WARNING:absl:Item "extra_metadata" was found in the checkpoint, but could not be restored. Please provide a `CheckpointHandlerRegistry`, or call `restore` with an appropriate `CheckpointArgs` subclass.

Composite({'state': {'layer0': {'bias': array([11., 11., 11., 11.]), 'weight': Array([10, 11, 12, 13, 14, 15, 16, 17, 18, 19, 20, 21, 22, 23, 24, 25],      dtype=int32)}}})

Composite({'extra_metadata': None, 'state': TreeMetadata(
  custom_metadata=None
  tree={'layer0': {'bias': ArrayMetadata :  name=layer0.bias,  directory=/tmp/checkpoint-manager-items-1/0/state,  shape=(4,),  sharding=None,  dtype=float64,  storage=StorageMetadata(chunk_shape=(4,), write_shape=None),, 'weight': ArrayMetadata :  name=layer0.weight,  directory=/tmp/checkpoint-manager-items-1/0/state,  shape=(16,),  sharding=SingleDeviceShardingMetadata(device_str=cpu:0),  dtype=int32,  storage=StorageMetadata(chunk_shape=(16,), write_shape=(16,)),}}
  use_zarr3=False
)})

As previously mentioned, once we have “locked in” the type for an item, either through eager configuration with the registry, or lazy configuration by providing args, we cannot change the item type without reinitializing the CheckpointManager.
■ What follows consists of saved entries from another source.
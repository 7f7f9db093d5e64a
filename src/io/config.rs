use crate::pipeline::settings::{RenderSettings, ShadingMode};
use crate::scene::mesh::PrimitiveTopology;
use log::warn;
use serde::Deserialize;
use std::fs;
use std::path::Path;

#[derive(Debug, Deserialize)]
pub struct Config {
    #[serde(default)]
    pub render: RenderConfig,
    #[serde(default)]
    pub camera: CameraConfig,
    #[serde(default)]
    pub light: LightConfig,
    #[serde(default = "default_objects")]
    pub objects: Vec<ObjectConfig>,
}

impl Default for Config {
    fn default() -> Self {
        Self {
            render: RenderConfig::default(),
            camera: CameraConfig::default(),
            light: LightConfig::default(),
            objects: default_objects(),
        }
    }
}

#[derive(Debug, Deserialize)]
pub struct RenderConfig {
    // --- Output ---
    #[serde(default = "default_width")]
    pub width: usize,
    #[serde(default = "default_height")]
    pub height: usize,
    #[serde(default = "default_output")]
    pub output: String,
    #[serde(default = "default_frames")]
    pub frames: usize,
    /// Simulated seconds between frames, drives the rotation.
    #[serde(default = "default_frame_time")]
    pub frame_time: f32,

    // --- Toggles ---
    #[serde(default = "default_shading_mode")]
    pub shading_mode: String,
    #[serde(default = "default_true")]
    pub use_normal_map: bool,
    #[serde(default)]
    pub show_depth: bool,
    #[serde(default)]
    pub show_bounding_box: bool,
    #[serde(default)]
    pub uniform_clear_color: bool,
    #[serde(default = "default_true")]
    pub rotation_enabled: bool,
    /// Radians per second about the object's Y axis.
    #[serde(default = "default_rotation_speed")]
    pub rotation_speed: f32,
}

impl Default for RenderConfig {
    fn default() -> Self {
        Self {
            width: default_width(),
            height: default_height(),
            output: default_output(),
            frames: default_frames(),
            frame_time: default_frame_time(),
            shading_mode: default_shading_mode(),
            use_normal_map: true,
            show_depth: false,
            show_bounding_box: false,
            uniform_clear_color: false,
            rotation_enabled: true,
            rotation_speed: default_rotation_speed(),
        }
    }
}

impl RenderConfig {
    /// Initial toggle state for the renderer.
    pub fn settings(&self) -> RenderSettings {
        RenderSettings {
            shading_mode: ShadingMode::parse_or_default(&self.shading_mode),
            use_normal_map: self.use_normal_map,
            show_depth: self.show_depth,
            show_bounding_box: self.show_bounding_box,
            uniform_clear_color: self.uniform_clear_color,
            rotation_enabled: self.rotation_enabled,
        }
    }
}

fn default_width() -> usize {
    640
}
fn default_height() -> usize {
    480
}
fn default_output() -> String {
    "output.png".to_string()
}
fn default_frames() -> usize {
    1
}
fn default_frame_time() -> f32 {
    1.0 / 30.0
}
fn default_shading_mode() -> String {
    "combined".to_string()
}
fn default_rotation_speed() -> f32 {
    1.0
}
fn default_true() -> bool {
    true
}

#[derive(Debug, Deserialize)]
pub struct CameraConfig {
    #[serde(default)]
    pub position: [f32; 3],
    #[serde(default = "default_camera_target")]
    pub target: [f32; 3],
    #[serde(default = "default_camera_up")]
    pub up: [f32; 3],
    /// Vertical field of view in degrees.
    #[serde(default = "default_fov")]
    pub fov: f32,
    #[serde(default = "default_projection")]
    pub projection: String,
    #[serde(default = "default_ortho_height")]
    pub ortho_height: f32,
    #[serde(default = "default_near")]
    pub near: f32,
    #[serde(default = "default_far")]
    pub far: f32,
}

impl Default for CameraConfig {
    fn default() -> Self {
        Self {
            position: [0.0, 0.0, 0.0],
            target: default_camera_target(),
            up: default_camera_up(),
            fov: default_fov(),
            projection: default_projection(),
            ortho_height: default_ortho_height(),
            near: default_near(),
            far: default_far(),
        }
    }
}

/// Camera projection selected by `[camera] projection`.
#[derive(Debug, Clone, Copy, PartialEq, Eq)]
pub enum ProjectionKind {
    Perspective,
    Orthographic,
}

impl CameraConfig {
    pub fn projection_kind(&self) -> ProjectionKind {
        match self.projection.to_lowercase().as_str() {
            "perspective" => ProjectionKind::Perspective,
            "orthographic" | "ortho" => ProjectionKind::Orthographic,
            other => {
                warn!("Unknown projection '{}', using perspective", other);
                ProjectionKind::Perspective
            }
        }
    }
}

fn default_camera_target() -> [f32; 3] {
    [0.0, 0.0, 1.0]
}
fn default_camera_up() -> [f32; 3] {
    [0.0, 1.0, 0.0]
}
fn default_fov() -> f32 {
    45.0
}
fn default_projection() -> String {
    "perspective".to_string()
}
fn default_ortho_height() -> f32 {
    40.0
}
fn default_near() -> f32 {
    0.1
}
fn default_far() -> f32 {
    100.0
}

#[derive(Debug, Deserialize)]
pub struct LightConfig {
    /// Direction the light travels; normalized on load.
    #[serde(default = "default_light_direction")]
    pub direction: [f32; 3],
    #[serde(default = "default_light_intensity")]
    pub intensity: f32,
    #[serde(default = "default_shininess")]
    pub shininess: f32,
}

impl Default for LightConfig {
    fn default() -> Self {
        Self {
            direction: default_light_direction(),
            intensity: default_light_intensity(),
            shininess: default_shininess(),
        }
    }
}

fn default_light_direction() -> [f32; 3] {
    [0.577, -0.577, 0.577]
}
fn default_light_intensity() -> f32 {
    7.0
}
fn default_shininess() -> f32 {
    25.0
}

#[derive(Debug, Deserialize)]
pub struct ObjectConfig {
    /// OBJ file. Without one a procedural quad of `size` is used.
    pub path: Option<String>,
    #[serde(default = "default_quad_size")]
    pub size: f32,
    /// Applies to procedural geometry only; OBJ files are always triangle lists.
    #[serde(default = "default_topology")]
    pub topology: String,

    // --- Transform ---
    #[serde(default = "default_object_position")]
    pub position: [f32; 3],
    /// Euler angles in degrees.
    #[serde(default)]
    pub rotation: [f32; 3],
    #[serde(default = "default_scale")]
    pub scale: [f32; 3],

    // --- Material Textures ---
    pub diffuse_texture: Option<String>,
    pub normal_texture: Option<String>,
    pub gloss_texture: Option<String>,
    pub specular_texture: Option<String>,
}

impl Default for ObjectConfig {
    fn default() -> Self {
        Self {
            path: None,
            size: default_quad_size(),
            topology: default_topology(),
            position: default_object_position(),
            rotation: [0.0, 0.0, 0.0],
            scale: default_scale(),
            diffuse_texture: None,
            normal_texture: None,
            gloss_texture: None,
            specular_texture: None,
        }
    }
}

impl ObjectConfig {
    pub fn topology(&self) -> PrimitiveTopology {
        match self.topology.to_lowercase().replace(['-', '_'], "").as_str() {
            "trianglelist" | "list" => PrimitiveTopology::TriangleList,
            "trianglestrip" | "strip" => PrimitiveTopology::TriangleStrip,
            other => {
                warn!("Unknown topology '{}', using triangle list", other);
                PrimitiveTopology::TriangleList
            }
        }
    }
}

fn default_objects() -> Vec<ObjectConfig> {
    vec![ObjectConfig::default()]
}
fn default_quad_size() -> f32 {
    20.0
}
fn default_topology() -> String {
    "triangle-strip".to_string()
}
fn default_object_position() -> [f32; 3] {
    [0.0, 0.0, 50.0]
}
fn default_scale() -> [f32; 3] {
    [1.0, 1.0, 1.0]
}

impl Config {
    pub fn load<P: AsRef<Path>>(path: P) -> Result<Self, String> {
        let content =
            fs::read_to_string(path).map_err(|e| format!("Failed to read config file: {}", e))?;
        Self::parse(&content)
    }

    pub fn parse(content: &str) -> Result<Self, String> {
        toml::from_str(content).map_err(|e| format!("Failed to parse TOML: {}", e))
    }
}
with ocp.CheckpointManager(
    directory,
    handler_registry=registry,
) as mngr:
  mngr.save(2, args=ocp.args.PyTreeSave({'a': 'b'}))
  try:
    print(mngr.save(3, args=ocp.args.JsonSave({'a': 'b'})))
  except BaseException as e:
    print(e)

CheckpointHandler Layer#

The lowest-level API that users typically interact with in Orbax is the CheckpointHandler. Every CheckpointHandler is also paired with one or two CheckpointArgs objects which encapsulate all necessary and optional arguments that a user can provide when saving or restoring. At a high level CheckpointHandler exists to provide the logic required to save or restore a particular object in a checkpoint.

CheckpointHandler allows for synchronous saving. Subclasses of AsyncCheckpointHandler allow for asynchronous saving. (Restoration is always synchronous.)
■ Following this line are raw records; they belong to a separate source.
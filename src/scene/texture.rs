use image::RgbImage;
use log::{info, trace, warn};
use nalgebra::{Vector2, Vector3};
use std::path::Path;
use std::sync::atomic::{AtomicBool, Ordering};

/// Represents a 2D texture map sampled with nearest-texel lookup.
#[derive(Debug)]
pub struct Texture {
    pub width: u32,
    pub height: u32,
    pixels: RgbImage,
    name: String,
    warned_out_of_range: AtomicBool,
}

impl Texture {
    pub fn load<P: AsRef<Path>>(path: P) -> Result<Self, String> {
        let path_ref = path.as_ref();
        let img = image::open(path_ref).map_err(|e| format!("Failed to load texture: {}", e))?;
        let rgb = img.to_rgb8();

        info!("Loaded texture: {:?} ({}x{})", path_ref, rgb.width(), rgb.height());

        Self::from_image(rgb, path_ref.display().to_string())
    }

    /// Wraps an in-memory RGB image. Empty images are rejected.
    pub fn from_image(pixels: RgbImage, name: impl Into<String>) -> Result<Self, String> {
        let name = name.into();
        if pixels.width() == 0 || pixels.height() == 0 {
            return Err(format!("Texture '{}' has no pixels", name));
        }
        Ok(Self {
            width: pixels.width(),
            height: pixels.height(),
            pixels,
            name,
            warned_out_of_range: AtomicBool::new(false),
        })
    }

    /// A 1x1 texture of a single color (channels in [0, 1]).
    pub fn solid(color: Vector3<f32>) -> Self {
        let to_byte = |c: f32| (c.clamp(0.0, 1.0) * 255.0).round() as u8;
        let pixels = RgbImage::from_pixel(
            1,
            1,
            image::Rgb([to_byte(color.x), to_byte(color.y), to_byte(color.z)]),
        );
        Self {
            width: 1,
            height: 1,
            pixels,
            name: "solid".to_string(),
            warned_out_of_range: AtomicBool::new(false),
        }
    }

    /// A `size` x `size` checkerboard with `cells` squares per side.
    pub fn checkerboard(size: u32, cells: u32, a: [u8; 3], b: [u8; 3]) -> Self {
        let size = size.max(1);
        let cell = (size / cells.max(1)).max(1);
        let pixels = RgbImage::from_fn(size, size, |x, y| {
            if ((x / cell) + (y / cell)) % 2 == 0 {
                image::Rgb(a)
            } else {
                image::Rgb(b)
            }
        });
        Self {
            width: size,
            height: size,
            pixels,
            name: "checkerboard".to_string(),
            warned_out_of_range: AtomicBool::new(false),
        }
    }

    /// Nearest lookup: `texel[floor(u * width), floor(v * height)]`, channels / 255.
    ///
    /// UV outside [0, 1] is clamped into the texture and reported once per texture.
    pub fn sample(&self, uv: &Vector2<f32>) -> Vector3<f32> {
        if !(0.0..=1.0).contains(&uv.x) || !(0.0..=1.0).contains(&uv.y) {
            if !self.warned_out_of_range.swap(true, Ordering::Relaxed) {
                warn!(
                    "Texture '{}' sampled outside [0, 1] at ({}, {}); clamping",
                    self.name, uv.x, uv.y
                );
            } else {
                trace!("Texture '{}' sampled at ({}, {})", self.name, uv.x, uv.y);
            }
        }

        let x = Self::texel_index(uv.x, self.width);
        let y = Self::texel_index(uv.y, self.height);
        let pixel = self.pixels.get_pixel(x, y);

        Vector3::new(
            pixel[0] as f32 / 255.0,
            pixel[1] as f32 / 255.0,
            pixel[2] as f32 / 255.0,
        )
    }

    /// `floor(coord * size)` clamped to a valid texel. NaN maps to texel 0.
    #[inline]
    fn texel_index(coord: f32, size: u32) -> u32 {
        let scaled = (coord * size as f32).floor();
        if scaled.is_nan() {
            return 0;
        }
        (scaled.max(0.0) as u32).min(size - 1)
    }
}
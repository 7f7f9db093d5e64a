pub mod shaded;
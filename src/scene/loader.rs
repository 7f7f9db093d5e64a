use crate::core::math::transform::TransformFactory;
use crate::io::config::{CameraConfig, Config, ObjectConfig, ProjectionKind};
use crate::io::obj_loader::load_obj;
use crate::scene::camera::Camera;
use crate::scene::context::RenderContext;
use crate::scene::light::DirectionalLight;
use crate::scene::material::Material;
use crate::scene::mesh::Mesh;
use crate::scene::scene_object::SceneObject;
use crate::scene::texture::Texture;
use log::{error, info, warn};
use nalgebra::{Point3, Vector3};
use std::sync::Arc;

const CHECKER_LIGHT: [u8; 3] = [220, 220, 220];
const CHECKER_DARK: [u8; 3] = [60, 60, 160];

pub fn build_camera(camera: &CameraConfig, width: usize, height: usize) -> Camera {
    let position = Point3::from(camera.position);
    let target = Point3::from(camera.target);
    let up = Vector3::from(camera.up);
    let aspect_ratio = width.max(1) as f32 / height.max(1) as f32;

    match camera.projection_kind() {
        ProjectionKind::Orthographic => Camera::new_orthographic(
            position,
            target,
            up,
            camera.ortho_height,
            aspect_ratio,
            camera.near,
            camera.far,
        ),
        ProjectionKind::Perspective => Camera::new_perspective(
            position,
            target,
            up,
            camera.fov.to_radians(),
            aspect_ratio,
            camera.near,
            camera.far,
        ),
    }
}

/// Loads a texture channel, logging and leaving it unbound on failure.
fn load_channel(path: Option<&str>, channel: &str) -> Option<Arc<Texture>> {
    let path = path?;
    match Texture::load(path) {
        Ok(tex) => Some(Arc::new(tex)),
        Err(e) => {
            warn!("Failed to load {} texture '{}': {}", channel, path, e);
            None
        }
    }
}

/// Builds one object: OBJ mesh when configured and loadable, procedural quad otherwise.
pub fn build_scene_object(obj_conf: &ObjectConfig) -> SceneObject {
    let loaded = obj_conf.path.as_deref().and_then(|path| match load_obj(path) {
        Ok(mesh) => Some(mesh),
        Err(e) => {
            error!("Error loading model '{}': {}. Using fallback mesh.", path, e);
            None
        }
    });
    let procedural = loaded.is_none();

    let mut mesh = loaded.unwrap_or_else(|| Mesh::create_quad_strip(obj_conf.size));
    if procedural {
        mesh.topology = obj_conf.topology();
    }

    let mut material = Material {
        diffuse_map: load_channel(obj_conf.diffuse_texture.as_deref(), "diffuse"),
        normal_map: load_channel(obj_conf.normal_texture.as_deref(), "normal"),
        gloss_map: load_channel(obj_conf.gloss_texture.as_deref(), "gloss"),
        specular_map: load_channel(obj_conf.specular_texture.as_deref(), "specular"),
    };
    if procedural && material.diffuse_map.is_none() {
        material.diffuse_map = Some(Arc::new(Texture::checkerboard(
            256,
            8,
            CHECKER_LIGHT,
            CHECKER_DARK,
        )));
    }

    let transform = TransformFactory::world(
        &Vector3::from(obj_conf.position),
        &Vector3::from(obj_conf.rotation),
        &Vector3::from(obj_conf.scale),
    );

    SceneObject::new(mesh, material, transform)
}

/// Initial resource loading (Heavy I/O). Returns a RenderContext.
///
/// Asset failures are logged and replaced by fallbacks; this never fails.
pub fn init_scene_resources(config: &Config) -> RenderContext {
    let camera = build_camera(&config.camera, config.render.width, config.render.height);

    let light = DirectionalLight::new(
        Vector3::from(config.light.direction),
        config.light.intensity,
    );

    let scene_objects: Vec<SceneObject> = config.objects.iter().map(build_scene_object).collect();

    info!("Scene initialized with {} objects.", scene_objects.len());

    RenderContext {
        camera,
        light,
        shininess: config.light.shininess,
        scene_objects,
    }
}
Crucially a CheckpointHandler instance should not be used in isolation, but should always be used in conjunction with a Checkpointer. Otherwise, save operations will not be atomic and async operations cannot be waited upon. This means that in most cases, you will be working with Checkpointer APIs rather than CheckpointHandler APIs.

However, it is still essential to understand CheckpointHandler because you need to know how you want your object to be saved and restored, and what arguments are necessary to make that happen.
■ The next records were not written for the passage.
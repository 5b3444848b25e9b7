//! Pure predicates over candidate meta values.
//!
//! Each predicate is total: any string input yields a boolean, never an
//! error. Type checks (string vs map vs array) are the field rules'
//! concern, not these predicates'.

use std::sync::LazyLock;

use regex::Regex;
use url::Url;

/// Browser-extension match pattern grammar:
/// `<scheme>://<host>/<path>` where scheme is `*`, `http(s)`, `file` or
/// `ftp`, host is `*`, `*.`-prefixed, or a literal without wildcards, and
/// the path is free text.
static MATCH_PATTERN_REGEX: LazyLock<Regex> = LazyLock::new(|| {
    Regex::new(r"^([*]|https?|file|ftp)://([*]|(?:\*\.)?[^*/]*)/.*$")
        .expect("invalid match pattern regex")
});

static IPV4_SHAPE_REGEX: LazyLock<Regex> = LazyLock::new(|| {
    Regex::new(r"^[0-9]{1,3}[.][0-9]{1,3}[.][0-9]{1,3}[.][0-9]{1,3}$")
        .expect("invalid IPv4 shape regex")
});

/// Bare domain: at least two word/hyphen labels joined by dots.
/// Deliberately unanchored, matching on containment.
static BARE_DOMAIN_REGEX: LazyLock<Regex> =
    LazyLock::new(|| Regex::new(r"[\w-]+(\.[\w-]+)+").expect("invalid domain regex"));

/// True iff the value parses as an absolute URI.
pub fn is_uri(value: &str) -> bool {
    Url::parse(value).is_ok()
}

/// True iff the value is a valid browser-extension match pattern.
///
/// A bare `*` is not a match pattern; use a glob URI for that.
pub fn is_uri_match_pattern(value: &str) -> bool {
    MATCH_PATTERN_REGEX.is_match(value)
}

/// True iff the value is usable for `include`/`exclude` page matching:
/// a `/regex/`-delimited literal, a plain URI, or any string containing
/// the `*` wildcard.
pub fn is_glob_uri(value: &str) -> bool {
    is_regex_literal(value) || is_uri(value) || value.contains('*')
}

fn is_regex_literal(value: &str) -> bool {
    value.len() >= 2 && value.starts_with('/') && value.ends_with('/')
}

/// True iff the value is four dot-separated canonical decimal octets in
/// 0-255. Leading zeros are rejected (`001.002.003.004` is not canonical).
pub fn is_ipv4(value: &str) -> bool {
    if !IPV4_SHAPE_REGEX.is_match(value) {
        return false;
    }
    value.split('.').all(|octet| {
        octet
            .parse::<u32>()
            .is_ok_and(|n| n <= 255 && n.to_string() == octet)
    })
}

/// True iff the value is legal for Tampermonkey's `connect` key: an IPv4
/// address, a URI, a bare domain, or the literals `*` / `localhost`.
pub fn is_valid_connect_value(value: &str) -> bool {
    is_ipv4(value)
        || is_uri(value)
        || BARE_DOMAIN_REGEX.is_match(value)
        || value == "*"
        || value == "localhost"
}

#[cfg(test)]
mod tests {
    use super::*;

    #[test]
    fn uri() {
        assert!(is_uri("https://example.com"));
        assert!(!is_uri("*"));
        assert!(!is_uri(""));
    }

    // Cases from the chromium match pattern documentation.
    #[test]
    fn uri_match_pattern() {
        assert!(is_uri_match_pattern("https://*/*"));
        assert!(is_uri_match_pattern("file:///foo*"));
        assert!(is_uri_match_pattern("http://127.0.0.1/*"));
        assert!(is_uri_match_pattern("*://mail.google.com/*"));
        assert!(is_uri_match_pattern("https://example.org/foo/bar.html"));
        assert!(is_uri_match_pattern("https://*.google.com/foo*bar"));

        assert!(!is_uri_match_pattern("*"));
        assert!(!is_uri_match_pattern(" "));
        assert!(!is_uri_match_pattern("foo://*"));
        assert!(!is_uri_match_pattern("http:/bar"));
        assert!(!is_uri_match_pattern("https://*foo/bar"));
        assert!(!is_uri_match_pattern("https://foo.*.bar/baz"));
        assert!(!is_uri_match_pattern("https://www.google.com"));
    }

    #[test]
    fn glob_uri() {
        assert!(is_glob_uri("*"));
        assert!(is_glob_uri("foo://*"));
        assert!(is_glob_uri("http://*/*"));
        assert!(is_glob_uri("file:///foo*"));
        assert!(is_glob_uri("http://*foo/bar"));
        assert!(is_glob_uri("http://foo.*.bar/baz"));
        assert!(is_glob_uri("*://mail.google.com/*"));
        assert!(is_glob_uri("http://www.google.com"));
        assert!(is_glob_uri("https://*.google.com/foo*bar"));
        assert!(is_glob_uri("http://example.org/foo/bar.html"));
        assert!(is_glob_uri("/^https?://.*$/"));

        assert!(!is_glob_uri(" "));
        assert!(!is_glob_uri(""));
        assert!(!is_glob_uri("/"));
    }

    #[test]
    fn ipv4() {
        assert!(is_ipv4("0.0.0.0"));
        assert!(is_ipv4("127.0.0.1"));
        assert!(is_ipv4("255.255.255.255"));

        assert!(!is_ipv4("::1"));
        assert!(!is_ipv4("0.0.0"));
        assert!(!is_ipv4("01.02.03.04"));
        assert!(!is_ipv4("100.200.300.400"));
        assert!(!is_ipv4("001.002.003.004"));
        assert!(!is_ipv4("1.2.3.4.5"));
    }

    #[test]
    fn connect_value() {
        assert!(is_valid_connect_value("*"));
        assert!(is_valid_connect_value("localhost"));
        assert!(is_valid_connect_value("1.2.3.4"));
        assert!(is_valid_connect_value("example.com"));
        assert!(is_valid_connect_value("api.example.co.uk"));
        assert!(is_valid_connect_value("https://example.com"));

        assert!(!is_valid_connect_value("nodots"));
        assert!(!is_valid_connect_value(""));
    }
}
Let’s consider the example of StandardCheckpointHandler. This class is paired with StandardSave and StandardRestore.

StandardSave allows specifying the item argument, which is the PyTree to be saved using Tensorstore. It also includes save_args, which is an optional PyTree with a structure matching item. Each leaf is a ocp.type_handlers.SaveArgs object, which can be used to customize things like the dtype of the saved array.

StandardRestore only has one possible argument, the item, which is a PyTree of concrete or abstract arrays matching the structure of the checkpoint. This is optional, and the checkpoint will be restored exactly as saved if no argument is provided.

In general, other CheckpointHandlers may have other arguments, and the contract can be discerned by looking at the corresponding CheckpointArgs. Additionally, you can create your own implemenation of CheckpointHandler for your specific needs.

CompositeCheckpointHandler is a special case that allows composing multiple CheckpointHandlers at once. More details are provided throughout this page.